If you want to take a chance on me, I’m right here, she’d said. Me, t
ake a chance on her! But she didn’t mean it. She couldn’t. I had no intention of going to her roof that night, but I drove there anyway. I must have sat in my car for two hours outside her building, torn between the extremes. I wanted her more than I had ever dared want anything, but I was deathly afraid she would see me—me! And take it all back. I drove most of the way home before I knew I was throwing away the greatest chance life could hand me. There are many voices in my head, but one finally rose above the thrum to tell me I was a fool if I did not let her love me. Still, when I got there and saw her sitting on the edge of the roof, all I could do was watch her. I was going to leave, but then she got up and walked toward me. There was fear in her face that mirrored my own. Bright hope. Trust, unearned, in her eyes. Promise. How did she do that? How did she speak to my soul in the exact language it would understand?
Tonight as my wife lays dying I marvel over how close I’d come to walking away. How impoverished would be my life if I had not gone to the roof that night. Even as I lose her, I shudder more at the thought that I nearly never had her.
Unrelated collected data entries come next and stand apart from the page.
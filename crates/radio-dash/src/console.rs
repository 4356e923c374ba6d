//! Line-oriented front end: stdin commands in, now-playing, commentary and
//! connection notices out.

use std::io::Write;

use chrono::Local;
use radio_proto::protocol::{
    HistoryEntry, NextUpEntry, NowPlayingSnapshot, SharedSnapshot, StationId,
};
use radio_sync::{CommentaryPhase, CommentaryState, ConnectionEvent, LiveHandle};
use tokio::sync::broadcast::error::RecvError;
use tokio::sync::{broadcast, watch};
use tokio_util::sync::CancellationToken;

pub const HELP: &str = "\
commands:
  station <id>   switch the active station
  stations       list known stations
  next           upcoming tracks on the active station
  history        recent plays on the active station
  status         connection and now-playing summary
  connect        reconnect now (also after the connection was lost)
  disconnect     close the push channel
  quit           exit";

#[derive(Debug, Clone, PartialEq)]
pub enum Input {
    Station(StationId),
    Stations,
    NextUp,
    History,
    Status,
    Connect,
    Disconnect,
    Help,
    Quit,
    Empty,
    Unknown(String),
}

pub fn parse_line(line: &str) -> Input {
    let mut words = line.split_whitespace();
    let Some(command) = words.next() else {
        return Input::Empty;
    };
    match (command.to_ascii_lowercase().as_str(), words.next()) {
        ("station" | "s", Some(id)) => Input::Station(StationId::from(id)),
        ("stations" | "ls", _) => Input::Stations,
        ("next" | "n", _) => Input::NextUp,
        ("history" | "h", _) => Input::History,
        ("status", _) => Input::Status,
        ("connect" | "c", _) => Input::Connect,
        ("disconnect", _) => Input::Disconnect,
        ("help" | "?", _) => Input::Help,
        ("quit" | "exit" | "q", _) => Input::Quit,
        _ => Input::Unknown(line.trim().to_string()),
    }
}

pub fn format_now_playing(station: &StationId, snapshot: Option<&NowPlayingSnapshot>) -> String {
    let Some(snapshot) = snapshot else {
        return format!("[{}] nothing cached yet", station);
    };
    let track = snapshot
        .track
        .as_ref()
        .map(|t| t.display())
        .unwrap_or_else(|| "unknown track".to_string());
    let state = if snapshot.is_playing { "▶" } else { "⏸" };
    match snapshot.progress {
        Some(p) => format!(
            "[{}] {} {}  {:.0}%",
            station,
            state,
            track,
            p.fraction() * 100.0
        ),
        None => format!("[{}] {} {}", station, state, track),
    }
}

pub fn format_next_up(entries: &[NextUpEntry]) -> String {
    if entries.is_empty() {
        return "  (queue empty)".to_string();
    }
    entries
        .iter()
        .map(|e| format!("  {:>2}. {}", e.position, e.track.display()))
        .collect::<Vec<_>>()
        .join("\n")
}

pub fn format_history(entries: &[HistoryEntry]) -> String {
    if entries.is_empty() {
        return "  (no plays yet)".to_string();
    }
    entries
        .iter()
        .map(|e| {
            let at = e
                .play
                .started_at
                .map(|t| t.with_timezone(&Local).format("%H:%M").to_string())
                .unwrap_or_else(|| "--:--".to_string());
            let marker = if e.commentary.is_some() { " 🎙" } else { "" };
            format!("  {}  {}{}", at, e.track.display(), marker)
        })
        .collect::<Vec<_>>()
        .join("\n")
}

/// `None` for events that are not worth telling the listener about.
pub fn format_connection_event(event: &ConnectionEvent) -> Option<String> {
    match event {
        ConnectionEvent::Connected { reconnected: true } => {
            Some("* live updates restored".into())
        }
        ConnectionEvent::Connected { reconnected: false } => {
            Some("* live updates connected".into())
        }
        ConnectionEvent::ReconnectScheduled { attempt, delay } => Some(format!(
            "* connection dropped, retry {} in {:.1}s",
            attempt,
            delay.as_secs_f64()
        )),
        ConnectionEvent::ConnectionLost => {
            Some("* connection lost. Type `connect` to retry.".into())
        }
        ConnectionEvent::StateChanged { .. } => None,
    }
}

/// How much of the current transcript is already on screen.
#[derive(Debug, Default)]
struct CommentaryPrinter {
    printed: usize,
    cycle: u64,
}

impl CommentaryPrinter {
    /// Text to write for a commentary update.  Updates can be coalesced, so a
    /// stream from a new cycle is printed whole rather than from the old
    /// offset.
    fn render(&mut self, state: &CommentaryState) -> Option<String> {
        let text = &state.buffer.text;
        let same_cycle = self.printed > 0 && state.cycle == self.cycle;
        // an unfinished line from an abandoned stream needs terminating
        let prefix = if self.printed > 0 && !same_cycle { "\n" } else { "" };
        self.cycle = state.cycle;

        match state.phase {
            CommentaryPhase::Idle => {
                let out = (self.printed > 0).then(|| "\n".to_string());
                self.printed = 0;
                out
            }
            CommentaryPhase::Streaming => {
                let out = match text.get(self.printed..) {
                    Some(tail) if same_cycle => tail.to_string(),
                    _ => format!("{}🎙 {}", prefix, text),
                };
                self.printed = text.len();
                Some(out)
            }
            CommentaryPhase::Ready => {
                let out = if same_cycle {
                    "\n".to_string()
                } else {
                    format!("{}🎙 {}\n", prefix, text)
                };
                self.printed = 0;
                Some(out)
            }
        }
    }
}

/// Receivers the presenter follows, detached from the handle so the handle
/// can still be shut down by value.
pub struct Feeds {
    active: watch::Receiver<StationId>,
    current: watch::Receiver<Option<SharedSnapshot>>,
    commentary: watch::Receiver<CommentaryState>,
    events: broadcast::Receiver<ConnectionEvent>,
}

impl Feeds {
    pub fn from_handle(handle: &LiveHandle) -> Self {
        Self {
            active: handle.watch_active_station(),
            current: handle.watch_current(),
            commentary: handle.watch_commentary(),
            events: handle.subscribe_events(),
        }
    }
}

/// Print every change of the live projections until cancelled.
pub async fn present(mut feeds: Feeds, cancel: CancellationToken) {
    let mut printer = CommentaryPrinter::default();
    let snapshot = feeds.current.borrow_and_update().clone();
    let active = feeds.active.borrow().clone();
    println!("{}", format_now_playing(&active, snapshot.as_deref()));

    loop {
        tokio::select! {
            _ = cancel.cancelled() => return,
            changed = feeds.current.changed() => {
                if changed.is_err() {
                    return;
                }
                let snapshot = feeds.current.borrow_and_update().clone();
                let active = feeds.active.borrow().clone();
                println!("{}", format_now_playing(&active, snapshot.as_deref()));
            }
            changed = feeds.commentary.changed() => {
                if changed.is_err() {
                    return;
                }
                let state = feeds.commentary.borrow_and_update().clone();
                if let Some(out) = printer.render(&state) {
                    print!("{}", out);
                    let _ = std::io::stdout().flush();
                }
            }
            event = feeds.events.recv() => match event {
                Ok(event) => {
                    if let Some(line) = format_connection_event(&event) {
                        println!("{} {}", Local::now().format("%H:%M:%S"), line);
                    }
                }
                Err(RecvError::Lagged(_)) => {}
                Err(RecvError::Closed) => return,
            }
        }
    }
}

#[cfg(test)]
mod tests {
    use super::*;
    use radio_proto::protocol::{PlayRef, Progress, TrackRef};
    use std::time::Duration;

    fn track(title: &str) -> TrackRef {
        TrackRef {
            id: None,
            title: title.to_string(),
            artist: "Miles Davis".to_string(),
            album: None,
            duration_seconds: None,
        }
    }

    #[test]
    fn test_parse_commands() {
        assert_eq!(parse_line("station jazz"), Input::Station(StationId::from("jazz")));
        assert_eq!(parse_line("  S   rock "), Input::Station(StationId::from("rock")));
        assert_eq!(parse_line("next"), Input::NextUp);
        assert_eq!(parse_line("Quit"), Input::Quit);
        assert_eq!(parse_line("   "), Input::Empty);
        assert_eq!(parse_line("station"), Input::Unknown("station".into()));
        assert_eq!(parse_line("dance"), Input::Unknown("dance".into()));
    }

    #[test]
    fn test_now_playing_line() {
        let station = StationId::from("jazz");
        assert_eq!(format_now_playing(&station, None), "[jazz] nothing cached yet");

        let snapshot = NowPlayingSnapshot {
            is_playing: true,
            track: Some(track("So What")),
            play: None,
            progress: Some(Progress {
                elapsed_seconds: 30.0,
                total_seconds: 120.0,
            }),
        };
        assert_eq!(
            format_now_playing(&station, Some(&snapshot)),
            "[jazz] ▶ Miles Davis - So What  25%"
        );
    }

    #[test]
    fn test_lists() {
        assert_eq!(format_next_up(&[]), "  (queue empty)");
        let next = [NextUpEntry {
            position: 1,
            track: track("Freddie Freeloader"),
        }];
        assert_eq!(format_next_up(&next), "   1. Miles Davis - Freddie Freeloader");

        let history = [HistoryEntry {
            play: PlayRef {
                id: 1,
                started_at: None,
                has_commentary: true,
            },
            track: track("Blue in Green"),
            commentary: Some("...".into()),
        }];
        assert_eq!(format_history(&history), "  --:--  Miles Davis - Blue in Green 🎙");
    }

    fn commentary(phase: CommentaryPhase, text: &str, cycle: u64) -> CommentaryState {
        CommentaryState {
            phase,
            buffer: radio_sync::CommentaryBuffer {
                text: text.to_string(),
                is_streaming: phase == CommentaryPhase::Streaming,
            },
            cycle,
        }
    }

    #[test]
    fn test_streamed_commentary_prints_only_the_new_tail() {
        let mut printer = CommentaryPrinter::default();
        let out = printer.render(&commentary(CommentaryPhase::Streaming, "Up next", 1));
        assert_eq!(out.as_deref(), Some("🎙 Up next"));
        let out = printer.render(&commentary(CommentaryPhase::Streaming, "Up next, Miles", 1));
        assert_eq!(out.as_deref(), Some(", Miles"));
        let out = printer.render(&commentary(CommentaryPhase::Ready, "Up next, Miles", 1));
        assert_eq!(out.as_deref(), Some("\n"));
    }

    #[test]
    fn test_new_stream_after_missed_ready_prints_whole() {
        let mut printer = CommentaryPrinter::default();
        printer.render(&commentary(CommentaryPhase::Streaming, "abc", 1));

        // ready for "abc" and the first tokens of the next stream arrive as one update
        let out = printer.render(&commentary(CommentaryPhase::Streaming, "Hello world", 2));
        assert_eq!(out.as_deref(), Some("\n🎙 Hello world"));
        let out = printer.render(&commentary(CommentaryPhase::Streaming, "Hello world!", 2));
        assert_eq!(out.as_deref(), Some("!"));
    }

    #[test]
    fn test_ready_without_tokens_prints_transcript() {
        let mut printer = CommentaryPrinter::default();
        let out = printer.render(&commentary(CommentaryPhase::Ready, "A quiet one.", 0));
        assert_eq!(out.as_deref(), Some("🎙 A quiet one.\n"));
        assert_eq!(printer.render(&commentary(CommentaryPhase::Idle, "", 0)), None);
    }

    #[test]
    fn test_connection_notices() {
        let opened = ConnectionEvent::StateChanged {
            from: radio_sync::ConnectionState::Connecting,
            to: radio_sync::ConnectionState::Open,
        };
        assert_eq!(format_connection_event(&opened), None);
        assert_eq!(
            format_connection_event(&ConnectionEvent::ReconnectScheduled {
                attempt: 2,
                delay: Duration::from_millis(2000),
            })
            .as_deref(),
            Some("* connection dropped, retry 2 in 2.0s")
        );
        assert!(format_connection_event(&ConnectionEvent::ConnectionLost)
            .unwrap()
            .contains("connect"));
    }
}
Coma. Unresponsive. Actively dying. These words floated on the air around me in the bold and tearful discussions taking place over me. I struggled to move, to speak, to understand. Mickey was stroking my fingers and I could smell his terror. Oh, if I could just squeeze his hand, kiss his cheek, I knew I could make him feel better. I struggled to wake up. With all my strength I tried to lift myself awake, to respond to Mickey’s repeated plea: “Lucy, honey, open your eyes. Wake up. Please wake up.”
I could hear myself breathing, noisy and wet, but strangely I could not feel the effort I knew it was taking me to draw breath. I tried again to speak, to push the words out of my throat. The baby. Why was no one talking about the baby? I was filled with sudden dread and again tried to harness all my paralyzed power and wake up. But I couldn’t open my eyes.